Graham Reid | | 2 min read
It's probably taking it a bit far to say (as someone inevitably does in this doco) that Buddy Holly's influence is still evident today. Nothing in the charts would support that contention.
But that is not to deny his enormous impact. He not only wrote his own songs in the late Fifties at a time when few pop artists did but he also played and produced most of them.
And his musical and emotional reach – with cowriters Norman Petty, Sonny West, Jerry Allison and others – was wide: from tight little pop songs (try removing or adding a word to Peggy Sue) to proto-rock (Not Fade Away, Rave On) and beautiful ballads (True Love Ways).
And how can anyone explain the gentle magic of Every Day?
Even if he didn't write the songs (like his interpretation of definitive cover of Sonny West's Oh Boy), “he doesn't have to write the songs, he sings it as if he wrote it” says Don McLean (who famously covered Every Day which Holly didn't write but whose song it is).
Buddy Holly out of remote, poor and conservative Lubbock in Texas did all of that in just 18 months before the final fatal flight in February 1957.
He certainly influenced a generation of British writers and performers (the Beatles and Stones covered his songs early on, Blind Faith and the American Greg Kihn Band among many others later on).
And Holly – shy, Christian, with his horn-rimed glasses and slightly buck teeth – was also an unlikely-looking pop hero . . . but it was all in the songs, which just kept coming.

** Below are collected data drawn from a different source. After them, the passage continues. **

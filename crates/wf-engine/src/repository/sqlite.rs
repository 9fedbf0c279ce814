//! SQLite Repositories
//!
//! Same layout as the PostgreSQL backend. Suited to single-node deployments and
//! local development (`sqlite::memory:`).

use async_trait::async_trait;
use chrono::{DateTime, Utc};
use sqlx::sqlite::SqliteRow;
use sqlx::{Row, SqliteConnection, SqlitePool};
use std::collections::BTreeMap;
use tracing::info;

use super::{DefinitionRepository, InstanceRepository};
use crate::domain::{HistoryEntry, Process, ProcessInstance};
use crate::error::{Result, WorkflowError};

const SCHEMA: &[&str] = &[
    r#"
    CREATE TABLE IF NOT EXISTS wf_processes (
        id TEXT PRIMARY KEY,
        tenant_id TEXT NOT NULL,
        code TEXT NOT NULL,
        version INTEGER NOT NULL,
        definition TEXT NOT NULL,
        created_at INTEGER NOT NULL,
        UNIQUE (tenant_id, code, version)
    )
    "#,
    r#"
    CREATE TABLE IF NOT EXISTS wf_instances (
        id TEXT PRIMARY KEY,
        tenant_id TEXT NOT NULL,
        process_id TEXT NOT NULL,
        process_code TEXT NOT NULL,
        entity_id TEXT NOT NULL,
        current_state_id TEXT NOT NULL,
        assignee TEXT,
        attributes TEXT NOT NULL,
        escalated BOOLEAN NOT NULL DEFAULT 0,
        version INTEGER NOT NULL,
        state_entered_at INTEGER NOT NULL,
        created_at INTEGER NOT NULL,
        updated_at INTEGER NOT NULL,
        UNIQUE (tenant_id, process_code, entity_id)
    )
    "#,
    "CREATE INDEX IF NOT EXISTS idx_wf_instances_state ON wf_instances(tenant_id, process_id, current_state_id)",
    "CREATE INDEX IF NOT EXISTS idx_wf_instances_entity ON wf_instances(tenant_id, process_id, entity_id)",
    r#"
    CREATE TABLE IF NOT EXISTS wf_history (
        instance_id TEXT NOT NULL REFERENCES wf_instances(id),
        sequence INTEGER NOT NULL,
        actor_id TEXT NOT NULL,
        from_state TEXT NOT NULL,
        to_state TEXT NOT NULL,
        action_name TEXT NOT NULL,
        comment TEXT,
        assignee TEXT,
        escalated BOOLEAN NOT NULL DEFAULT 0,
        created_at INTEGER NOT NULL,
        PRIMARY KEY (instance_id, sequence)
    )
    "#,
];

const INSTANCE_COLUMNS: &str = "id, tenant_id, process_id, process_code, entity_id, current_state_id, \
     assignee, attributes, escalated, version, state_entered_at, created_at, updated_at";

/// Create tables and indexes if missing
pub async fn init_schema(pool: &SqlitePool) -> Result<()> {
    for statement in SCHEMA {
        sqlx::query(statement).execute(pool).await?;
    }
    info!("Workflow schema initialized (sqlite)");
    Ok(())
}

fn from_millis(ts: i64) -> Result<DateTime<Utc>> {
    DateTime::from_timestamp_millis(ts)
        .ok_or_else(|| WorkflowError::internal(format!("Invalid timestamp: {}", ts)))
}

fn is_unique_violation(err: &sqlx::Error) -> bool {
    matches!(err, sqlx::Error::Database(db) if db.is_unique_violation())
}

pub struct SqliteDefinitionRepository {
    pool: SqlitePool,
}

impl SqliteDefinitionRepository {
    pub fn new(pool: SqlitePool) -> Self {
        Self { pool }
    }

    pub async fn init_schema(&self) -> Result<()> {
        init_schema(&self.pool).await
    }
}

#[async_trait]
impl DefinitionRepository for SqliteDefinitionRepository {
    async fn insert(&self, process: &Process) -> Result<()> {
        let definition = serde_json::to_string(process)?;
        let result = sqlx::query(
            "INSERT INTO wf_processes (id, tenant_id, code, version, definition, created_at) VALUES (?, ?, ?, ?, ?, ?)",
        )
        .bind(&process.id)
        .bind(&process.tenant_id)
        .bind(&process.code)
        .bind(i64::from(process.version))
        .bind(definition)
        .bind(process.created_at.timestamp_millis())
        .execute(&self.pool)
        .await;

        match result {
            Ok(_) => Ok(()),
            Err(e) if is_unique_violation(&e) => Err(WorkflowError::duplicate(
                "Process",
                "version",
                format!("{}@{}", process.code, process.version),
            )),
            Err(e) => Err(e.into()),
        }
    }

    async fn find_by_id(&self, tenant_id: &str, id: &str) -> Result<Option<Process>> {
        let row = sqlx::query("SELECT definition FROM wf_processes WHERE tenant_id = ? AND id = ?")
            .bind(tenant_id)
            .bind(id)
            .fetch_optional(&self.pool)
            .await?;

        match row {
            Some(row) => Ok(Some(serde_json::from_str(row.try_get("definition")?)?)),
            None => Ok(None),
        }
    }

    async fn find_latest_by_code(&self, tenant_id: &str, code: &str) -> Result<Option<Process>> {
        let row = sqlx::query(
            "SELECT definition FROM wf_processes WHERE tenant_id = ? AND code = ? ORDER BY version DESC LIMIT 1",
        )
        .bind(tenant_id)
        .bind(code)
        .fetch_optional(&self.pool)
        .await?;

        match row {
            Some(row) => Ok(Some(serde_json::from_str(row.try_get("definition")?)?)),
            None => Ok(None),
        }
    }

    async fn list_latest(&self, tenant_id: &str) -> Result<Vec<Process>> {
        let rows = sqlx::query(
            r#"
            SELECT p.definition
            FROM wf_processes p
            WHERE p.tenant_id = ?
              AND p.version = (
                  SELECT MAX(q.version) FROM wf_processes q
                  WHERE q.tenant_id = p.tenant_id AND q.code = p.code
              )
            ORDER BY p.code
            "#,
        )
        .bind(tenant_id)
        .fetch_all(&self.pool)
        .await?;

        let mut processes = Vec::with_capacity(rows.len());
        for row in rows {
            processes.push(serde_json::from_str(row.try_get("definition")?)?);
        }
        Ok(processes)
    }
}

async fn load_history(conn: &mut SqliteConnection, instance_id: &str) -> Result<Vec<HistoryEntry>> {
    let rows = sqlx::query(
        r#"
        SELECT sequence, actor_id, from_state, to_state, action_name, comment, assignee, escalated, created_at
        FROM wf_history
        WHERE instance_id = ?
        ORDER BY sequence
        "#,
    )
    .bind(instance_id)
    .fetch_all(&mut *conn)
    .await?;

    let mut history = Vec::with_capacity(rows.len());
    for row in rows {
        history.push(HistoryEntry {
            sequence: row.try_get::<i64, _>("sequence")? as u64,
            actor_id: row.try_get("actor_id")?,
            from_state: row.try_get("from_state")?,
            to_state: row.try_get("to_state")?,
            action_name: row.try_get("action_name")?,
            comment: row.try_get("comment")?,
            assignee: row.try_get("assignee")?,
            escalated: row.try_get("escalated")?,
            timestamp: from_millis(row.try_get("created_at")?)?,
        });
    }
    Ok(history)
}

async fn hydrate(conn: &mut SqliteConnection, row: SqliteRow) -> Result<ProcessInstance> {
    let attributes: String = row.try_get("attributes")?;
    let mut instance = ProcessInstance {
        id: row.try_get("id")?,
        tenant_id: row.try_get("tenant_id")?,
        process_id: row.try_get("process_id")?,
        process_code: row.try_get("process_code")?,
        entity_id: row.try_get("entity_id")?,
        current_state_id: row.try_get("current_state_id")?,
        assignee: row.try_get("assignee")?,
        attributes: serde_json::from_str::<BTreeMap<String, Vec<String>>>(&attributes)?,
        escalated: row.try_get("escalated")?,
        version: row.try_get::<i64, _>("version")? as u64,
        history: Vec::new(),
        state_entered_at: from_millis(row.try_get("state_entered_at")?)?,
        created_at: from_millis(row.try_get("created_at")?)?,
        updated_at: from_millis(row.try_get("updated_at")?)?,
    };
    instance.history = load_history(conn, &instance.id).await?;
    Ok(instance)
}

async fn hydrate_all(conn: &mut SqliteConnection, rows: Vec<SqliteRow>) -> Result<Vec<ProcessInstance>> {
    let mut instances = Vec::with_capacity(rows.len());
    for row in rows {
        instances.push(hydrate(&mut *conn, row).await?);
    }
    Ok(instances)
}

/// Row plus history, read on one connection so a transaction sees its own writes
async fn load(conn: &mut SqliteConnection, instance_id: &str) -> Result<Option<ProcessInstance>> {
    let query = format!("SELECT {} FROM wf_instances WHERE id = ?", INSTANCE_COLUMNS);
    let row = sqlx::query(&query)
        .bind(instance_id)
        .fetch_optional(&mut *conn)
        .await?;

    match row {
        Some(row) => Ok(Some(hydrate(conn, row).await?)),
        None => Ok(None),
    }
}

pub struct SqliteInstanceRepository {
    pool: SqlitePool,
}

impl SqliteInstanceRepository {
    pub fn new(pool: SqlitePool) -> Self {
        Self { pool }
    }

    pub async fn init_schema(&self) -> Result<()> {
        init_schema(&self.pool).await
    }

    async fn find_one(&self, query: &str, binds: [&str; 3]) -> Result<Option<ProcessInstance>> {
        let mut conn = self.pool.acquire().await?;
        let row = sqlx::query(query)
            .bind(binds[0])
            .bind(binds[1])
            .bind(binds[2])
            .fetch_optional(&mut *conn)
            .await?;

        match row {
            Some(row) => Ok(Some(hydrate(&mut conn, row).await?)),
            None => Ok(None),
        }
    }
}

#[async_trait]
impl InstanceRepository for SqliteInstanceRepository {
    async fn insert(&self, instance: &ProcessInstance) -> Result<()> {
        let result = sqlx::query(
            r#"
            INSERT INTO wf_instances
                (id, tenant_id, process_id, process_code, entity_id, current_state_id, assignee,
                 attributes, escalated, version, state_entered_at, created_at, updated_at)
            VALUES (?, ?, ?, ?, ?, ?, ?, ?, ?, ?, ?, ?, ?)
            "#,
        )
        .bind(&instance.id)
        .bind(&instance.tenant_id)
        .bind(&instance.process_id)
        .bind(&instance.process_code)
        .bind(&instance.entity_id)
        .bind(&instance.current_state_id)
        .bind(instance.assignee.as_deref())
        .bind(serde_json::to_string(&instance.attributes)?)
        .bind(instance.escalated)
        .bind(instance.version as i64)
        .bind(instance.state_entered_at.timestamp_millis())
        .bind(instance.created_at.timestamp_millis())
        .bind(instance.updated_at.timestamp_millis())
        .execute(&self.pool)
        .await;

        match result {
            Ok(_) => Ok(()),
            Err(e) if is_unique_violation(&e) => Err(WorkflowError::duplicate_instance(
                &instance.tenant_id,
                &instance.process_id,
                &instance.entity_id,
            )),
            Err(e) => Err(e.into()),
        }
    }

    async fn find_by_id(&self, tenant_id: &str, id: &str) -> Result<Option<ProcessInstance>> {
        let mut conn = self.pool.acquire().await?;
        Ok(load(&mut conn, id).await?.filter(|i| i.tenant_id == tenant_id))
    }

    async fn find_by_entity(
        &self,
        tenant_id: &str,
        process_id: &str,
        entity_id: &str,
    ) -> Result<Option<ProcessInstance>> {
        let query = format!(
            "SELECT {} FROM wf_instances WHERE tenant_id = ? AND process_id = ? AND entity_id = ?",
            INSTANCE_COLUMNS
        );
        self.find_one(&query, [tenant_id, process_id, entity_id]).await
    }

    async fn find_by_process_code(
        &self,
        tenant_id: &str,
        process_code: &str,
        entity_id: &str,
    ) -> Result<Option<ProcessInstance>> {
        let query = format!(
            "SELECT {} FROM wf_instances WHERE tenant_id = ? AND process_code = ? AND entity_id = ?",
            INSTANCE_COLUMNS
        );
        self.find_one(&query, [tenant_id, process_code, entity_id]).await
    }

    async fn append_transition(
        &self,
        instance_id: &str,
        expected_version: u64,
        new_state: &str,
        entry: HistoryEntry,
    ) -> Result<ProcessInstance> {
        let at = entry.timestamp.timestamp_millis();
        let mut tx = self.pool.begin().await?;

        let result = sqlx::query(
            r#"
            UPDATE wf_instances
               SET current_state_id = ?,
                   version = version + 1,
                   assignee = COALESCE(?, assignee),
                   escalated = escalated OR ?,
                   state_entered_at = ?,
                   updated_at = ?
             WHERE id = ?
               AND version = ?
            "#,
        )
        .bind(new_state)
        .bind(entry.assignee.as_deref())
        .bind(entry.escalated)
        .bind(at)
        .bind(at)
        .bind(instance_id)
        .bind(expected_version as i64)
        .execute(&mut *tx)
        .await?;

        if result.rows_affected() == 0 {
            tx.rollback().await?;
            let exists = sqlx::query("SELECT 1 FROM wf_instances WHERE id = ?")
                .bind(instance_id)
                .fetch_optional(&self.pool)
                .await?
                .is_some();
            return Err(if exists {
                WorkflowError::conflict(instance_id, expected_version)
            } else {
                WorkflowError::not_found("ProcessInstance", instance_id)
            });
        }

        sqlx::query(
            r#"
            INSERT INTO wf_history
                (instance_id, sequence, actor_id, from_state, to_state, action_name, comment, assignee, escalated, created_at)
            VALUES (?, ?, ?, ?, ?, ?, ?, ?, ?, ?)
            "#,
        )
        .bind(instance_id)
        .bind((expected_version + 1) as i64)
        .bind(&entry.actor_id)
        .bind(&entry.from_state)
        .bind(new_state)
        .bind(&entry.action_name)
        .bind(entry.comment.as_deref())
        .bind(entry.assignee.as_deref())
        .bind(entry.escalated)
        .bind(at)
        .execute(&mut *tx)
        .await?;

        // Read back before commit: the write lock keeps later writers out
        let updated = load(&mut tx, instance_id)
            .await?
            .ok_or_else(|| WorkflowError::not_found("ProcessInstance", instance_id))?;

        tx.commit().await?;
        Ok(updated)
    }

    async fn find_in_state(
        &self,
        tenant_id: &str,
        process_id: &str,
        state_id: &str,
    ) -> Result<Vec<ProcessInstance>> {
        let query = format!(
            "SELECT {} FROM wf_instances WHERE tenant_id = ? AND process_id = ? AND current_state_id = ? ORDER BY state_entered_at",
            INSTANCE_COLUMNS
        );
        let mut conn = self.pool.acquire().await?;
        let rows = sqlx::query(&query)
            .bind(tenant_id)
            .bind(process_id)
            .bind(state_id)
            .fetch_all(&mut *conn)
            .await?;

        hydrate_all(&mut conn, rows).await
    }

    async fn find_escalated(
        &self,
        tenant_id: &str,
        process_id: &str,
        limit: u32,
        offset: u32,
    ) -> Result<Vec<ProcessInstance>> {
        let query = format!(
            "SELECT {} FROM wf_instances WHERE tenant_id = ? AND process_id = ? AND escalated = 1 ORDER BY updated_at DESC LIMIT ? OFFSET ?",
            INSTANCE_COLUMNS
        );
        let mut conn = self.pool.acquire().await?;
        let rows = sqlx::query(&query)
            .bind(tenant_id)
            .bind(process_id)
            .bind(i64::from(limit))
            .bind(i64::from(offset))
            .fetch_all(&mut *conn)
            .await?;

        hydrate_all(&mut conn, rows).await
    }
}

Three albums and a bunch of singles in that 18 months. He was a great picker of songs (among them Raining in my Heart by Felice and Boudleaux Bryant who had written for the Everly Brothers) and moved easily from country music to early rock'n'roll after seeing Elvis in Lubbock (who Holly and the Crickets, just the Crickets at the time, opened for).
The Crickets were integral to the sound but of course Buddy – real name Holley, as on his grave outside Lubbock – was out front as the face and name.
But he also tired of the touring life, wanted to settle down with his young wife Maria Elena, and work more in the studio constructing more elaborate pop. He, like may others, thought rock'n'roll was a fad which would pass as quickly as it had arrived and of course his death – along with the incarceration of Chuck Berry, Little Richard quitting, the payola scandal and Elvis in the army – signaled the end of the first wave of rock'n'roll.
It would get picked up and embellished by others like the Beatles: Lennon, McCartney and Harrison making a cheap recording of That'll Be the Day before they became the Beatles.
This Prime Rocks doco speaks with the surviving Crickets (we learn how they got that name) and those who knew the scene and Holly personally. Other guests include Robert Wyatt, Brian May (playing his still-treasured 45 of That'll Be the Day), Hank Marvin, Dion and others
With period footage and photos, the music, inside Petty's studio in Clovis, New Mexico and more this isn't so much a bio-doco but one which weights it with musical analysis of what might sound like simple songs but are revealed to be beautifully crafted and exciting miniatures from a man who – like Chuck Berry – took the guitar to centrestage.
And brought in romantic strings (Raining in my Heart, True Love Way) when his music matured in that remarkable but brief 18 months.
Prime Rocks: Buddy Holly – Rave On screens on Prime, Wednesday December 12, 8.30pm.